» What this task involves
Find and copy each line of the records where the string "level" shows up.

» Study material
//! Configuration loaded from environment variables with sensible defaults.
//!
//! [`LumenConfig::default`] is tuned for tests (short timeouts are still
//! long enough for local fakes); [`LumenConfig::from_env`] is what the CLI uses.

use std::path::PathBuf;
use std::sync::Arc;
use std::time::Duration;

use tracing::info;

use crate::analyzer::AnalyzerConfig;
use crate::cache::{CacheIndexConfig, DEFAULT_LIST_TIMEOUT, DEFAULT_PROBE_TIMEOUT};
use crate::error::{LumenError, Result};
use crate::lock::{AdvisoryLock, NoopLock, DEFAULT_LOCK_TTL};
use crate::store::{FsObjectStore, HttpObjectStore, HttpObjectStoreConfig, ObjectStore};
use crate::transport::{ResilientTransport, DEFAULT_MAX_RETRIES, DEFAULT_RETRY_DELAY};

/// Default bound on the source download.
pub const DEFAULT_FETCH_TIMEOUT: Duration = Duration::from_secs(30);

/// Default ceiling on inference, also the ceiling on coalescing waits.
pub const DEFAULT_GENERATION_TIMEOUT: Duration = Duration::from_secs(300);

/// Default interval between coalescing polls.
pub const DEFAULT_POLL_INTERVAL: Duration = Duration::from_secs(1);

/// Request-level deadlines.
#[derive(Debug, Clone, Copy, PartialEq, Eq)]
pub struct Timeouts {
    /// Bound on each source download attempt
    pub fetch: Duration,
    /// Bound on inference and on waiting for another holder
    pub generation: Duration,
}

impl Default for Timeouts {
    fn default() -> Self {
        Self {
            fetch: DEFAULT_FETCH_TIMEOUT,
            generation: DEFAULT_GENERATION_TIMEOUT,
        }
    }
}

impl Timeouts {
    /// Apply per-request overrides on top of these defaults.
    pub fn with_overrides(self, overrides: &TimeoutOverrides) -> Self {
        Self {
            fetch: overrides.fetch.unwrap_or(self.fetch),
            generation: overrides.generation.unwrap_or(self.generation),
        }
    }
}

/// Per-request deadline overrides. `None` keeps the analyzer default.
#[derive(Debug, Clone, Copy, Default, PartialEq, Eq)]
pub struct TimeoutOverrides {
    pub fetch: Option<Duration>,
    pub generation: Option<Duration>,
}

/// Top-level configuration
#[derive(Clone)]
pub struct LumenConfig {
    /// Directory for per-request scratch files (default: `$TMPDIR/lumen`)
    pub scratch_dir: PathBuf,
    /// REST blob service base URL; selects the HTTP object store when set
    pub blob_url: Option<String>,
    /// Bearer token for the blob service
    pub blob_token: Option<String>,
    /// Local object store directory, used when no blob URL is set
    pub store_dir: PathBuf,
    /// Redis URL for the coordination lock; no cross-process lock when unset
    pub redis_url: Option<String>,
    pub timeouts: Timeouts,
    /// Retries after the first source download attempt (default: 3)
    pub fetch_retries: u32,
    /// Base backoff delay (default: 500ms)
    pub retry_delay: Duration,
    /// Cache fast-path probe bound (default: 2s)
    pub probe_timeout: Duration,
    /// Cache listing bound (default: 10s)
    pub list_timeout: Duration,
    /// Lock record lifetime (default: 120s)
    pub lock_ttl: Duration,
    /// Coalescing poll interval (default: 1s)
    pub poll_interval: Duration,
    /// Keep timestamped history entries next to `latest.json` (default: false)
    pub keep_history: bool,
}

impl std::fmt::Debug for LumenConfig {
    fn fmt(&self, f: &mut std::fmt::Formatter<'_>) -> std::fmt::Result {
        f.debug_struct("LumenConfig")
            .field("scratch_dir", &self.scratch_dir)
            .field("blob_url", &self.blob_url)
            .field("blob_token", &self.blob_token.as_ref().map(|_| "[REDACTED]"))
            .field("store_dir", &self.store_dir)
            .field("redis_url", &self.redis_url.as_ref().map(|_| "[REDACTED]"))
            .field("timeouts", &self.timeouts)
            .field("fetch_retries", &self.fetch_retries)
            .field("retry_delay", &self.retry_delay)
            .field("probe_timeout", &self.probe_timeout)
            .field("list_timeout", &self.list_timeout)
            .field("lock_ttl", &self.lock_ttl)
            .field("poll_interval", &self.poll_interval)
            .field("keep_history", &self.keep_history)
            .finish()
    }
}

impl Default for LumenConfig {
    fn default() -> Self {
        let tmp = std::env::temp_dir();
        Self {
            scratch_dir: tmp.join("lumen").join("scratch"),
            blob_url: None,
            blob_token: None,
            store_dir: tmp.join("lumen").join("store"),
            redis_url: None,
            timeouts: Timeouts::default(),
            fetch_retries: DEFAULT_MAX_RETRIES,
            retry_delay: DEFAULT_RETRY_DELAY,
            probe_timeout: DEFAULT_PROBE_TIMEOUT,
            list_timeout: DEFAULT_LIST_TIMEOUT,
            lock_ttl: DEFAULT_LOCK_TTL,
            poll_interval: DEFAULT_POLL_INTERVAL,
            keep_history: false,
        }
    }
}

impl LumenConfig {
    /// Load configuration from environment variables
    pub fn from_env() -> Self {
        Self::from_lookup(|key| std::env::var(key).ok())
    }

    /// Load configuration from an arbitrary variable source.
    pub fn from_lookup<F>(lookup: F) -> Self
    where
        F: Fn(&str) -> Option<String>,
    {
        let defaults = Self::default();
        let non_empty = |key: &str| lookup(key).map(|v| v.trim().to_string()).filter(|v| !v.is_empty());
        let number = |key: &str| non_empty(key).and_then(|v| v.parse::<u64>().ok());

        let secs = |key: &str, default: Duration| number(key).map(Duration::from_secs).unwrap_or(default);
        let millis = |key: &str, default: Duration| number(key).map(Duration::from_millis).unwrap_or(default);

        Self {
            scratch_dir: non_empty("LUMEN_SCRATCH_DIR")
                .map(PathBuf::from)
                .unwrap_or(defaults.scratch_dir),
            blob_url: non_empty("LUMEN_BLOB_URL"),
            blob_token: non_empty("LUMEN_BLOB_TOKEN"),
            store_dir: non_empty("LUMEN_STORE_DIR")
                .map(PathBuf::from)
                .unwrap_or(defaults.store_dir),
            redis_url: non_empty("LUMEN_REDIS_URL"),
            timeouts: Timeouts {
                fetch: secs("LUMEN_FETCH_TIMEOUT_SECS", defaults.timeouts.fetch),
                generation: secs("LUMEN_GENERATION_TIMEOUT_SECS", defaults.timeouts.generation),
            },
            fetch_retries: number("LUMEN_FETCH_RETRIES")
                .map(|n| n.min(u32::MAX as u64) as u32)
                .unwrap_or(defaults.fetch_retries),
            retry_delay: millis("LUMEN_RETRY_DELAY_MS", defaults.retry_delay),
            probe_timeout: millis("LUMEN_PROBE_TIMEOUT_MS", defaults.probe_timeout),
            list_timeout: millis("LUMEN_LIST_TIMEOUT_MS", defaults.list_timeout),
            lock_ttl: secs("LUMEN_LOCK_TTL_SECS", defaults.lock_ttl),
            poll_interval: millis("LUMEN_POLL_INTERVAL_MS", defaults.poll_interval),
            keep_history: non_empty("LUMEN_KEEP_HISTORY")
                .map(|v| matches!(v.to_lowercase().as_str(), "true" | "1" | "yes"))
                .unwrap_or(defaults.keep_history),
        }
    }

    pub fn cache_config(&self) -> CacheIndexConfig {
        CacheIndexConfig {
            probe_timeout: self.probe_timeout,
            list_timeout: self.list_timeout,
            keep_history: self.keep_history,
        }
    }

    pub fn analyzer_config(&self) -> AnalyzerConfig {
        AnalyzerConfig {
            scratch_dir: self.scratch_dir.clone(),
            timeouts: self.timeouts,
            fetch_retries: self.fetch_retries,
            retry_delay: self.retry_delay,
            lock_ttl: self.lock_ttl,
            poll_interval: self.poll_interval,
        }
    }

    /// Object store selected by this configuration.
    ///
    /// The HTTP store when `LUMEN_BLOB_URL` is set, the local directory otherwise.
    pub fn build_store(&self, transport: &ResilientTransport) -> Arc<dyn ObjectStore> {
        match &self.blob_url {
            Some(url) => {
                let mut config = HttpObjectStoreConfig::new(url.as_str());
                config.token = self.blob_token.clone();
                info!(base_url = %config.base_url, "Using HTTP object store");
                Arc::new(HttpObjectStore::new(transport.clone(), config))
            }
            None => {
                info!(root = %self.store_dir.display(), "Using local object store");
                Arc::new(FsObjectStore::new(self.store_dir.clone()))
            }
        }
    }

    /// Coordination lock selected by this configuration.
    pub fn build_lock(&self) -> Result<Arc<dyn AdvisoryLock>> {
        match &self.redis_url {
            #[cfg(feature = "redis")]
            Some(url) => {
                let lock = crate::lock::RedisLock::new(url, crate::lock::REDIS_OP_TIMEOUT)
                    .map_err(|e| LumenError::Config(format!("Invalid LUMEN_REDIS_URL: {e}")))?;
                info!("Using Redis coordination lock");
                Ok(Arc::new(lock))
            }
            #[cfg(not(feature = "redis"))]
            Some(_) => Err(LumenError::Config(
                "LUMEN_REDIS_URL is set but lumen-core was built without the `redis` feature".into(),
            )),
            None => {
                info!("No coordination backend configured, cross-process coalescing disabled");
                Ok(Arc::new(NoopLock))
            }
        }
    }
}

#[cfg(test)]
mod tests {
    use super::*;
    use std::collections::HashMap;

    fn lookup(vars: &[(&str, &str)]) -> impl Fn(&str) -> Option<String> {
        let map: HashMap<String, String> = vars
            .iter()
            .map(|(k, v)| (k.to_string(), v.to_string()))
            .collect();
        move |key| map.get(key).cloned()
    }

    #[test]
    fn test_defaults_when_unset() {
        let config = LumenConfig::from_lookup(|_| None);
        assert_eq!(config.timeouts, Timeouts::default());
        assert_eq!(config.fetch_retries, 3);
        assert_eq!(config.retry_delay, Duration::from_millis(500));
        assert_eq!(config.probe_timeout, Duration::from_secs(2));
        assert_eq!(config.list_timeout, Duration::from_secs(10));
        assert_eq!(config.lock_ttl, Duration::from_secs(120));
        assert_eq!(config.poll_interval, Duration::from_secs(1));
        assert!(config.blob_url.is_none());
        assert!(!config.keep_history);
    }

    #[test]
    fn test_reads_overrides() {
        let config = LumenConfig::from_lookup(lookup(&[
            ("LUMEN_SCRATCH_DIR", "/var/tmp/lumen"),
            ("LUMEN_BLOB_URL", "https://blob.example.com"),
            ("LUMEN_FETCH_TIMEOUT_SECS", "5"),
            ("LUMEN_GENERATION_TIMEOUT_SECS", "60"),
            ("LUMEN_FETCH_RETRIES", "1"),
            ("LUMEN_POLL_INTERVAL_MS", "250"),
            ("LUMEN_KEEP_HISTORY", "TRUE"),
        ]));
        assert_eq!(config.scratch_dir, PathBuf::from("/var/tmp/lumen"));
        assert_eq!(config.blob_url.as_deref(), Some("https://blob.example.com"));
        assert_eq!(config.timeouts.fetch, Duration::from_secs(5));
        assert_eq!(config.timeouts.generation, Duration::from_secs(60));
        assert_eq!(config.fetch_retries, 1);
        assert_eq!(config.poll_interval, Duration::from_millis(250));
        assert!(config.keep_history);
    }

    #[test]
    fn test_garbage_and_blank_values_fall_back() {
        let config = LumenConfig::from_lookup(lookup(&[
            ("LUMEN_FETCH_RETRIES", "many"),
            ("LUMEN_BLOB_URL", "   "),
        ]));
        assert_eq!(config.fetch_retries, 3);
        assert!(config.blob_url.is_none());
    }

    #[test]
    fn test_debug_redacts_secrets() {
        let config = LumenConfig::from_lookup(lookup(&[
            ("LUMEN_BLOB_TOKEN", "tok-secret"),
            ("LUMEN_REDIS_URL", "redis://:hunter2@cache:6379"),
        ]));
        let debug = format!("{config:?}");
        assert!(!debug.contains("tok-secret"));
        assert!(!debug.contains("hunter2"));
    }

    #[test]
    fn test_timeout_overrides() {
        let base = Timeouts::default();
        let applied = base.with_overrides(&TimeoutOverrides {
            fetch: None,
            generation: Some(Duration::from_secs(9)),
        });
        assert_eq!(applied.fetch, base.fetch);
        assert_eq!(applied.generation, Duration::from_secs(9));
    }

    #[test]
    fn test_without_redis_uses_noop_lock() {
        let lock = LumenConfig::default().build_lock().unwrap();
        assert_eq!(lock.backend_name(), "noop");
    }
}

» Solution for this task
/// Request-level deadlines.
/// Top-level configuration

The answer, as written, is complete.